Die WGIG-Empfehlungen - einschließlich der Definition mit den Elementen "multistakeholder governance" und "shared decision making" - wurden in die Tunis-Agenda [11] übernommen und von den mehr als 150 Staats- und Regierungschefs, die am 2. WSIS-Gipfel teilnahmen, verabschiedet (Digitales Gewimmel im Cybersouks [12]). Die "Tunis-Agenda" enthält auch einen Beschluss zur Gründung des Internet Governance Forum [13] (IGF) sowie einige, allerdings sehr vage generelle Internet-Prinzipien wie Freiheit, Sicherheit und Stabilität, Gleichberechtigung und Souveränität von nationalen Regierungen in ihrer jeweiligen Länderdomain (ccTLD).

Das IGF wurde schnell der Platz, wo heftig über die Fortentwicklung der "Internet-Prinzipien" gestritten wurde. Beim 2. IGF in Rio de Janeiro (November 2007) formierte sich eine so genannte "Dynamic Coalition on Internet Rights and Principles". Diese "Dynamische Koalition der Willigen", an der einige Regierungen und Internet-Unternehmen, Akademiker und Aktivisten der Zivilgesellschaft teilnahmen, produzierte innerhalb von drei Jahren ein umfangreiches und gut durchdachtes Dokument mit einer eigenständigen Internet-Prinzipien-Erklärung. Erst unlängst beim 4. EURODIG in Belgrad war dieses Dokument, das z.B. Filtern und Blocken als Verletzung der Informationsfreiheit bezeichnet, Gegenstand heftiger Diskussionen

Das IGF hat keine Entscheidungsmacht. Ergebnisse der "Dynamischen Koalitionen" sind für die Partner und Teilnehmer des IGF nicht verbindlich. Sie sind aber Stoff zum Nachdenken und Inspiration zum Handeln.

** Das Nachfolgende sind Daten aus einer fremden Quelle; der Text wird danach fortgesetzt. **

//! Cycle through every soundscape on the default output device.
//!
//! Each sound plays for `SECS_PER_SOUND` seconds; the volume dips halfway
//! through and a one-minute sleep timer ends the session.
//!
//! Run with: cargo run --example soundscape --features cpal_sink

use std::thread::sleep;
use std::time::{Duration, Instant};

use calmwave::sounds::catalog;
use calmwave::{EngineConfig, EngineError, PlaybackController};

const SECS_PER_SOUND: f32 = 8.0;

fn main() -> Result<(), EngineError> {
    tracing_subscriber::fmt()
        .with_env_filter(tracing_subscriber::EnvFilter::from_default_env())
        .init();

    let mut player = PlaybackController::default_output(EngineConfig::default())?;
    let rate = player.engine().sample_rate() as f64;
    println!("Rendering at {} Hz", rate);

    player.start_timer(1)?;

    let start = Instant::now();
    let mut last_tick = start;
    let mut blocks = 0u64;
    let mut current = usize::MAX;

    while player.remaining_seconds() > 0 {
        let elapsed = start.elapsed().as_secs_f32();

        let index = (elapsed / SECS_PER_SOUND) as usize % catalog().len();
        if index != current {
            let sound = &catalog()[index];
            match sound.hint {
                Some(hint) => println!("{} - {} ({:?} recommended)", sound.name, sound.description, hint),
                None => println!("{} - {}", sound.name, sound.description),
            }
            player.play(sound.id)?;
            current = index;
        }

        let within = (elapsed % SECS_PER_SOUND) / SECS_PER_SOUND;
        let volume = if within < 0.5 { 0.7 } else { 0.4 };
        if player.volume() != volume {
            player.set_volume(volume)?;
        }

        // Process audio blocks to stay ahead of playback
        let target = (start.elapsed().as_secs_f64() * rate / 64.0) as u64 + 4;
        while blocks < target {
            player.process();
            blocks += 1;
        }

        let now = Instant::now();
        player.tick(now - last_tick);
        last_tick = now;

        sleep(Duration::from_millis(10));
    }

    println!("Sleep timer finished: {:?}", player.status());
    player.stop();
    Ok(())
}
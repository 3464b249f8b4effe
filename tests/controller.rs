mod common;

use std::time::Duration;

use calmwave::{EngineError, PlaybackController, PlaybackState, PlaybackStatus, SoundId};
use common::{blocks_for, render, stereo_engine};
use rtrb::Consumer;

const RATE: u32 = 24_000;

fn controller() -> (PlaybackController, Consumer<f32>) {
    let (engine, consumer) = stereo_engine(RATE);
    (PlaybackController::new(engine), consumer)
}

#[test]
fn starts_idle() {
    let (player, _consumer) = controller();
    assert_eq!(player.state(), PlaybackState::Idle);
    assert_eq!(
        player.status(),
        PlaybackStatus { is_playing: false, current_sound: None, volume: 0.7 }
    );
}

#[test]
fn switching_sounds_releases_the_previous_one_once() {
    let (mut player, mut consumer) = controller();

    player.play(SoundId::Ocean).unwrap();
    let ocean = player.current_voice().unwrap();
    render(&mut consumer, 20, || player.process());

    player.play(SoundId::Rain).unwrap();
    let rain = player.current_voice().unwrap();

    let engine = player.engine();
    assert!(!engine.is_live(ocean));
    assert!(engine.is_live(rain));
    assert_eq!(engine.live_voices(), 1);
    assert_eq!(engine.stats().voices_released, 1);
    assert_eq!(engine.stats().peak_live_voices, 1);
}

#[test]
fn playing_the_current_sound_again_does_nothing() {
    let (mut player, _consumer) = controller();

    player.play(SoundId::Drone).unwrap();
    let voice = player.current_voice();
    player.play(SoundId::Drone).unwrap();
    player.play_named("drone").unwrap();

    assert_eq!(player.current_voice(), voice);
    assert_eq!(player.engine().stats().voices_spawned, 1);
}

#[test]
fn pause_then_play_rebuilds_from_scratch() {
    let (mut player, mut consumer) = controller();

    player.play(SoundId::Wind).unwrap();
    let first = player.current_voice().unwrap();
    let first_nodes = player.engine().voice_nodes(first).to_vec();
    render(&mut consumer, 20, || player.process());

    player.pause();
    assert_eq!(player.state(), PlaybackState::Paused { sound: SoundId::Wind });
    assert_eq!(player.status().current_sound, Some(SoundId::Wind));
    assert!(!player.status().is_playing);
    assert_eq!(player.engine().live_voices(), 0);

    // pausing twice is harmless
    player.pause();
    assert_eq!(player.engine().stats().voices_released, 1);

    player.play(SoundId::Wind).unwrap();
    let second = player.current_voice().unwrap();
    assert_ne!(first, second);

    let second_nodes = player.engine().voice_nodes(second);
    assert_eq!(second_nodes.len(), first_nodes.len());
    assert!(second_nodes.iter().all(|id| !first_nodes.contains(id)));
}

#[test]
fn resume_restarts_the_paused_sound() {
    let (mut player, _consumer) = controller();

    player.play(SoundId::Binaural).unwrap();
    player.pause();
    player.resume().unwrap();

    assert!(matches!(
        player.state(),
        PlaybackState::Playing { sound: SoundId::Binaural, .. }
    ));
}

#[test]
fn volume_changes_leave_the_voice_alone() {
    let (mut player, mut consumer) = controller();

    player.play(SoundId::Ocean).unwrap();
    let voice = player.current_voice();

    player.set_volume(0.3).unwrap();
    assert_eq!(player.status().volume, 0.3);
    player.set_volume(1.7).unwrap();
    assert_eq!(player.status().volume, 1.0);
    player.set_volume(-2.0).unwrap();
    assert_eq!(player.status().volume, 0.0);

    assert!(matches!(
        player.set_volume(f32::NAN),
        Err(EngineError::InvalidParameter { name: "volume", .. })
    ));
    assert!(player.set_volume(f32::INFINITY).is_err());
    assert_eq!(player.status().volume, 0.0);

    render(&mut consumer, 10, || player.process());

    assert_eq!(player.current_voice(), voice);
    assert_eq!(player.engine().master_level(), 0.0);
    let stats = player.engine().stats();
    assert_eq!(stats.voices_spawned, 1);
    assert_eq!(stats.voices_released, 0);
}

#[test]
fn slider_drag_without_rendering_lands_on_the_last_volume() {
    let (mut dragged, mut dragged_out) = controller();
    dragged.play(SoundId::Binaural).unwrap();

    // more changes than the master queue can hold
    for i in 0..100 {
        dragged.set_volume(i as f32 / 100.0).unwrap();
    }
    assert_eq!(dragged.status().volume, 0.99);
    assert_eq!(dragged.engine().master_level(), 0.99);
    assert!(dragged.engine().master_level_pending());

    let (mut direct, mut direct_out) = controller();
    direct.play(SoundId::Binaural).unwrap();
    direct.set_volume(0.99).unwrap();

    let blocks = blocks_for(0.5, RATE);
    let dragged_render = render(&mut dragged_out, blocks, || dragged.process());
    let direct_render = render(&mut direct_out, blocks, || direct.process());
    assert!(!dragged.engine().master_level_pending());

    let settled = |r: &common::Rendered| common::rms(&r.left[r.left.len() / 2..]);
    let (got, want) = (settled(&dragged_render), settled(&direct_render));
    assert!(want > 0.1);
    assert!((got - want).abs() < want * 0.01, "rendered rms {got}, expected {want}");
}

#[test]
fn unknown_names_are_rejected_before_anything_runs() {
    let (mut player, _consumer) = controller();

    assert_eq!(
        player.play_named("thunder"),
        Err(EngineError::UnknownSound("thunder".into()))
    );
    assert_eq!(player.state(), PlaybackState::Idle);
    assert_eq!(player.engine().stats().voices_spawned, 0);
}

#[test]
fn sleep_timer_pauses_when_it_runs_out() {
    let (mut player, _consumer) = controller();

    player.play(SoundId::Ocean).unwrap();
    player.start_timer(10).unwrap();
    assert_eq!(player.remaining_seconds(), 600);

    assert!(!player.tick(Duration::from_secs(9 * 60)));
    assert_eq!(player.remaining_seconds(), 60);
    assert!(player.status().is_playing);

    assert!(player.tick(Duration::from_secs(2 * 60)));
    assert_eq!(player.state(), PlaybackState::Paused { sound: SoundId::Ocean });
    assert_eq!(player.remaining_seconds(), 0);
    assert!(player.sleep_timer().is_none());
    assert_eq!(player.engine().live_voices(), 0);

    // nothing left to cancel or expire
    player.cancel_timer();
    assert!(!player.tick(Duration::from_secs(60)));
    assert_eq!(player.state(), PlaybackState::Paused { sound: SoundId::Ocean });
}

#[test]
fn sleep_timer_validation_and_cancel() {
    let (mut player, _consumer) = controller();

    assert!(matches!(
        player.start_timer(0),
        Err(EngineError::InvalidParameter { name: "sleep_timer_minutes", .. })
    ));
    assert!(player.sleep_timer().is_none());

    player.start_timer(5).unwrap();
    player.cancel_timer();
    assert_eq!(player.remaining_seconds(), 0);
    assert!(!player.tick(Duration::from_secs(600)));
}

#[test]
fn stop_clears_selection_and_timer() {
    let (mut player, _consumer) = controller();

    player.play(SoundId::Rain).unwrap();
    player.start_timer(30).unwrap();
    player.stop();

    assert_eq!(player.state(), PlaybackState::Idle);
    assert_eq!(player.status().current_sound, None);
    assert_eq!(player.remaining_seconds(), 0);
    assert_eq!(player.engine().live_voices(), 0);
}

#[test]
fn ocean_rain_pause_rain() {
    let (mut player, mut consumer) = controller();
    let half_second = blocks_for(0.5, RATE);

    player.play(SoundId::Ocean).unwrap();
    let ocean = render(&mut consumer, half_second, || player.process());
    assert!(ocean.rms() > 0.01);

    player.play(SoundId::Rain).unwrap();
    let rain = render(&mut consumer, half_second, || player.process());
    assert!(rain.rms() > 0.01);

    player.pause();
    let paused = render(&mut consumer, half_second, || player.process());
    assert_eq!(paused.rms(), 0.0);

    player.play(SoundId::Rain).unwrap();
    let again = render(&mut consumer, half_second, || player.process());
    assert!(again.rms() > 0.01);
    assert!(again.all_finite());

    assert_eq!(
        player.status(),
        PlaybackStatus { is_playing: true, current_sound: Some(SoundId::Rain), volume: 0.7 }
    );
    let stats = player.engine().stats();
    assert_eq!(stats.voices_spawned, 3);
    assert_eq!(stats.voices_released, 2);
    assert_eq!(stats.peak_live_voices, 1);
}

Neuer Ansatz zur Internetpolitik

Tatsächlich löste das IGF einen Prozess des Überdenkens der Notwendigkeit für einen globalen Internet-Ordnungsrahmen aus. Während bald ein grober Konsens entstand, dass etwas "auf dem Papier" zu haben keine so eine schlechte Idee ist, vertiefte sich erneut der Streit zwischen den Gruppen, die eine rechtsverbindliche Internet-Konvention wollten und denen, die für eine eher weiche Lösung plädierten, für eine Art "Soft Law", eine völkerrechtlich unverbindliche allgemeine politische Erklärung mit generellen Grundsätzen und Richtlinien, die im Einzelfall helfen könne zu erkennen, was gutes und was schlechtes Verhalten im Internet ist.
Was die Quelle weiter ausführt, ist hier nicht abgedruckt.